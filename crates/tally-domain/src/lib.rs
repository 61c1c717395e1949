//! Tally Domain Layer
//!
//! This crate contains the domain model shared by every other Tally crate.
//! Apart from serde (the persisted JSON shape is part of the model) it has no
//! external dependencies and defines the value types and trait interfaces the
//! infrastructure layers implement.
//!
//! ## Key Concepts
//!
//! - **Transaction**: one financial movement (date, description, signed amount)
//! - **TransactionList**: ordered, duplicate-permitting sequence of transactions
//! - **LlmProvider**: boundary to a text-understanding service
//!
//! ## Architecture
//!
//! - Pure value types only
//! - Infrastructure implementations live in other crates
//! - Trait definitions for all external interactions

#![warn(missing_docs)]
#![warn(clippy::all)]

pub mod traits;
pub mod transaction;

// Re-exports for convenience
pub use traits::LlmProvider;
pub use transaction::{Transaction, TransactionList};
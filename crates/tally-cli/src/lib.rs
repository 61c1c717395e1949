//! Tally CLI library.
//!
//! This library provides the core functionality for the Tally command-line interface,
//! including configuration management, provider selection, command execution, and
//! output formatting.

pub mod cli;
pub mod commands;
pub mod config;
pub mod error;
pub mod output;
pub mod provider;
pub mod repl;

pub use cli::{Cli, Command};
pub use config::Config;
pub use error::{CliError, Result};
pub use output::Formatter;
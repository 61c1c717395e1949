//! Tally Store
//!
//! File persistence for transaction lists.
//!
//! The canonical form is a pretty-printed JSON array of
//! `{date, description, amount}` objects. A CSV export with the header
//! `date,description,amount` is available for spreadsheets.

use std::fs;
use std::io::{self, Write};
use std::path::Path;
use tally_domain::{Transaction, TransactionList};
use thiserror::Error;
use tracing::{debug, info};

/// Errors from the file store
#[derive(Error, Debug)]
pub enum StoreError {
    /// No file at the given path
    #[error("Transaction file not found: {0}")]
    NotFound(String),

    /// Filesystem error
    #[error("I/O error: {0}")]
    Io(#[from] io::Error),

    /// The file is not a valid transaction array
    #[error("Invalid transaction file: {0}")]
    Json(#[from] serde_json::Error),

    /// CSV encoding error
    #[error("CSV error: {0}")]
    Csv(#[from] csv::Error),
}

/// Load a transaction list from a JSON file
pub fn load_transactions(path: impl AsRef<Path>) -> Result<TransactionList, StoreError> {
    let path = path.as_ref();
    let contents = fs::read_to_string(path).map_err(|e| match e.kind() {
        io::ErrorKind::NotFound => StoreError::NotFound(path.display().to_string()),
        _ => StoreError::Io(e),
    })?;

    let transactions: TransactionList = serde_json::from_str(&contents)?;
    debug!("Loaded {} transactions from {}", transactions.len(), path.display());
    Ok(transactions)
}

/// Save a transaction list as pretty-printed JSON
///
/// Missing parent directories are created.
pub fn save_transactions(
    path: impl AsRef<Path>,
    transactions: &[Transaction],
) -> Result<(), StoreError> {
    let path = path.as_ref();
    create_parent(path)?;

    let mut json = serde_json::to_string_pretty(transactions)?;
    json.push('\n');
    fs::write(path, json)?;

    info!("Saved {} transactions to {}", transactions.len(), path.display());
    Ok(())
}

/// Export a transaction list to a CSV file
pub fn export_csv(path: impl AsRef<Path>, transactions: &[Transaction]) -> Result<(), StoreError> {
    let path = path.as_ref();
    create_parent(path)?;

    let file = fs::File::create(path)?;
    write_csv(file, transactions)?;

    info!("Exported {} transactions to {}", transactions.len(), path.display());
    Ok(())
}

/// Write a transaction list as CSV to any writer
///
/// The header row is written even when the list is empty.
pub fn write_csv<W: Write>(writer: W, transactions: &[Transaction]) -> Result<(), StoreError> {
    let mut wtr = csv::WriterBuilder::new().has_headers(false).from_writer(writer);

    wtr.write_record(["date", "description", "amount"])?;
    for transaction in transactions {
        wtr.serialize(transaction)?;
    }
    wtr.flush()?;
    Ok(())
}

fn create_parent(path: &Path) -> Result<(), StoreError> {
    match path.parent() {
        Some(parent) if !parent.as_os_str().is_empty() => Ok(fs::create_dir_all(parent)?),
        _ => Ok(()),
    }
}
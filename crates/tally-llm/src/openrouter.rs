//! OpenRouter Provider Implementation
//!
//! Speaks the OpenAI-compatible chat completions protocol, so it also works
//! against any gateway exposing `/chat/completions`.

use crate::http::{build_client, send_with_retry};
use crate::LlmError;
use serde::{Deserialize, Serialize};
use std::time::Duration;
use tally_domain::LlmProvider;
use tracing::debug;

/// Default chat completions endpoint
pub const DEFAULT_API_URL: &str = "https://openrouter.ai/api/v1/chat/completions";

/// Default timeout for hosted requests
pub const DEFAULT_TIMEOUT_SECS: u64 = 60;

/// Default number of attempts per request
pub const DEFAULT_MAX_RETRIES: u32 = 3;

/// Hosted chat-completions provider
pub struct OpenRouterProvider {
    api_url: String,
    api_key: String,
    model: String,
    client: reqwest::blocking::Client,
    max_retries: u32,
}

#[derive(Serialize)]
struct ChatRequest<'a> {
    model: &'a str,
    messages: [ChatMessage<'a>; 1],
}

#[derive(Serialize)]
struct ChatMessage<'a> {
    role: &'a str,
    content: &'a str,
}

#[derive(Deserialize)]
struct ChatResponse {
    #[serde(default)]
    choices: Vec<ChatChoice>,
}

#[derive(Deserialize)]
struct ChatChoice {
    message: ChatReply,
}

#[derive(Deserialize)]
struct ChatReply {
    #[serde(default)]
    content: Option<String>,
}

impl OpenRouterProvider {
    /// Create a new provider
    ///
    /// # Errors
    ///
    /// Returns `LlmError::Config` if the key or model is empty, or the HTTP
    /// client cannot be built.
    pub fn new(
        api_url: impl Into<String>,
        api_key: impl Into<String>,
        model: impl Into<String>,
    ) -> Result<Self, LlmError> {
        let api_key = api_key.into();
        let model = model.into();

        if api_key.trim().is_empty() {
            return Err(LlmError::Config("API key is empty".to_string()));
        }
        if model.trim().is_empty() {
            return Err(LlmError::Config("model name is empty".to_string()));
        }

        Ok(Self {
            api_url: api_url.into(),
            api_key,
            model,
            client: build_client(Duration::from_secs(DEFAULT_TIMEOUT_SECS))?,
            max_retries: DEFAULT_MAX_RETRIES,
        })
    }

    /// Set the maximum number of attempts per request
    pub fn with_max_retries(mut self, max_retries: u32) -> Self {
        self.max_retries = max_retries;
        self
    }

    /// Replace the request timeout
    pub fn with_timeout(mut self, timeout: Duration) -> Result<Self, LlmError> {
        self.client = build_client(timeout)?;
        Ok(self)
    }

    /// Configured endpoint
    pub fn api_url(&self) -> &str {
        &self.api_url
    }
}

impl LlmProvider for OpenRouterProvider {
    type Error = LlmError;

    fn generate(&self, prompt: &str) -> Result<String, Self::Error> {
        let body = ChatRequest {
            model: &self.model,
            messages: [ChatMessage {
                role: "user",
                content: prompt,
            }],
        };

        debug!("Chat completion request ({} prompt chars)", prompt.len());

        let response = send_with_retry(
            || {
                self.client
                    .post(&self.api_url)
                    .bearer_auth(&self.api_key)
                    .json(&body)
            },
            self.max_retries,
            &self.model,
        )?;

        let parsed: ChatResponse = response
            .json()
            .map_err(|e| LlmError::InvalidResponse(format!("Failed to parse response: {}", e)))?;

        extract_content(parsed)
    }

    fn model_name(&self) -> &str {
        &self.model
    }
}

fn extract_content(response: ChatResponse) -> Result<String, LlmError> {
    response
        .choices
        .into_iter()
        .next()
        .and_then(|choice| choice.message.content)
        .ok_or_else(|| LlmError::InvalidResponse("Response contained no message content".to_string()))
}
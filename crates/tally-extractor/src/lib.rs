//! Tally Extractor
//!
//! Converts statement text recovered by OCR into an ordered list of
//! validated transactions using an LLM.
//!
//! # Overview
//!
//! Statement text is usually longer than a model's comfortable context, so it
//! is split into overlapping windows. Each window is sent to the model with a
//! fixed instruction, the raw reply is parsed defensively, and the per-window
//! results are concatenated in window order.
//!
//! # Architecture
//!
//! ```text
//! Text → Chunker → [Window]* → LLM → Parser/Validator → Aggregator → TransactionList
//! ```
//!
//! # Failure policy
//!
//! Only invalid chunk parameters abort extraction. A failed model call, a
//! malformed reply or an incomplete record only shrinks the result; every such
//! event is logged and reported in [`WindowReport::issues`].
//!
//! # Example Usage
//!
//! ```
//! use tally_extractor::{Extractor, ExtractorConfig};
//! use tally_llm::MockProvider;
//!
//! let llm = MockProvider::new(
//!     r#"[{"date": "2024-01-15", "description": "Coffee", "amount": -3.5}]"#,
//! );
//! let extractor = Extractor::new(llm, ExtractorConfig::default()).unwrap();
//!
//! let result = extractor.extract("01/15 COFFEE SHOP -3.50").unwrap();
//! assert_eq!(result.transactions.len(), 1);
//! assert_eq!(result.metadata.windows_processed, 1);
//! ```

#![warn(missing_docs)]

mod aggregate;
mod chunking;
mod config;
mod error;
mod extractor;
mod parser;
mod prompt;
mod types;


pub use aggregate::{aggregate, dedup_overlaps};
pub use chunking::{chunk, TextChunker, Window};
pub use config::ExtractorConfig;
pub use error::ExtractorError;
pub use extractor::Extractor;
pub use parser::{parse_and_validate, ParseReport};
pub use prompt::PromptBuilder;
pub use types::{ExtractionMetadata, ExtractionResult, WindowReport};
//! LLM prompt for interpreting correction commands

use crate::error::CorrectorError;
use tally_domain::Transaction;

/// Builds the interpretation prompt for one command
pub struct PromptBuilder<'a> {
    transactions: &'a [Transaction],
    command: &'a str,
}

impl<'a> PromptBuilder<'a> {
    /// Create a new prompt builder
    pub fn new(transactions: &'a [Transaction], command: &'a str) -> Self {
        Self {
            transactions,
            command,
        }
    }

    /// Build the complete interpretation prompt
    pub fn build(&self) -> Result<String, CorrectorError> {
        let current = serde_json::to_string_pretty(self.transactions)
            .map_err(|e| CorrectorError::Serialization(e.to_string()))?;

        let mut prompt = String::new();

        prompt.push_str(TASK);
        prompt.push_str("\n\n");

        prompt.push_str("<current_transactions>\n");
        prompt.push_str(&current);
        prompt.push_str("\n</current_transactions>\n\n");

        prompt.push_str("<user_request>\n");
        prompt.push_str(self.command.trim());
        prompt.push_str("\n</user_request>\n\n");

        prompt.push_str(INSTRUCTIONS);
        prompt.push_str("\n\n");
        prompt.push_str(OUTPUT_FORMAT);

        Ok(prompt)
    }
}

const TASK: &str = r#"<task>
You are a transaction management assistant. Your task is to interpret user input and update a list of financial transactions accordingly.
</task>"#;

const INSTRUCTIONS: &str = r#"<instructions>
Based on the user's request, update the list of transactions by doing ONE of the following:
- If the user wants to modify a specific transaction, update only that transaction
- If the user wants to add a new transaction, add it to the list
- If the user wants to delete a transaction, remove it from the list

Keep every other transaction exactly as it is, in the same order.

Each transaction must have exactly these three properties:
- date: The date in YYYY-MM-DD format (string)
- description: A brief description of the transaction (string)
- amount: The transaction amount as a number (negative for debits, positive for credits)
</instructions>"#;

const OUTPUT_FORMAT: &str = r#"<output_format>
Return the COMPLETE updated list as a JSON array of transaction objects. Each object must have exactly the three properties listed above.

Example output format:
[
  {
    "date": "2024-01-15",
    "description": "Grocery shopping",
    "amount": -45.67
  },
  {
    "date": "2024-01-16",
    "description": "Salary deposit",
    "amount": 2500.00
  }
]

Return ONLY the JSON array. Do not include any explanations, comments, or additional text.
</output_format>"#;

○ ○ ○ ○ ○

#### Exercise brief
Above are the entries. Copy exactly the part that opens with the line containing "use tally_domain::Transaction;" and closes with the line containing "prompt.push_str(&current);", and no more.

#### Task solution
use tally_domain::Transaction;

/// Builds the interpretation prompt for one command
pub struct PromptBuilder<'a> {
    transactions: &'a [Transaction],
    command: &'a str,
}

impl<'a> PromptBuilder<'a> {
    /// Create a new prompt builder
    pub fn new(transactions: &'a [Transaction], command: &'a str) -> Self {
        Self {
            transactions,
            command,
        }
    }

    /// Build the complete interpretation prompt
    pub fn build(&self) -> Result<String, CorrectorError> {
        let current = serde_json::to_string_pretty(self.transactions)
            .map_err(|e| CorrectorError::Serialization(e.to_string()))?;

        let mut prompt = String::new();

        prompt.push_str(TASK);
        prompt.push_str("\n\n");

        prompt.push_str("<current_transactions>\n");
        prompt.push_str(&current);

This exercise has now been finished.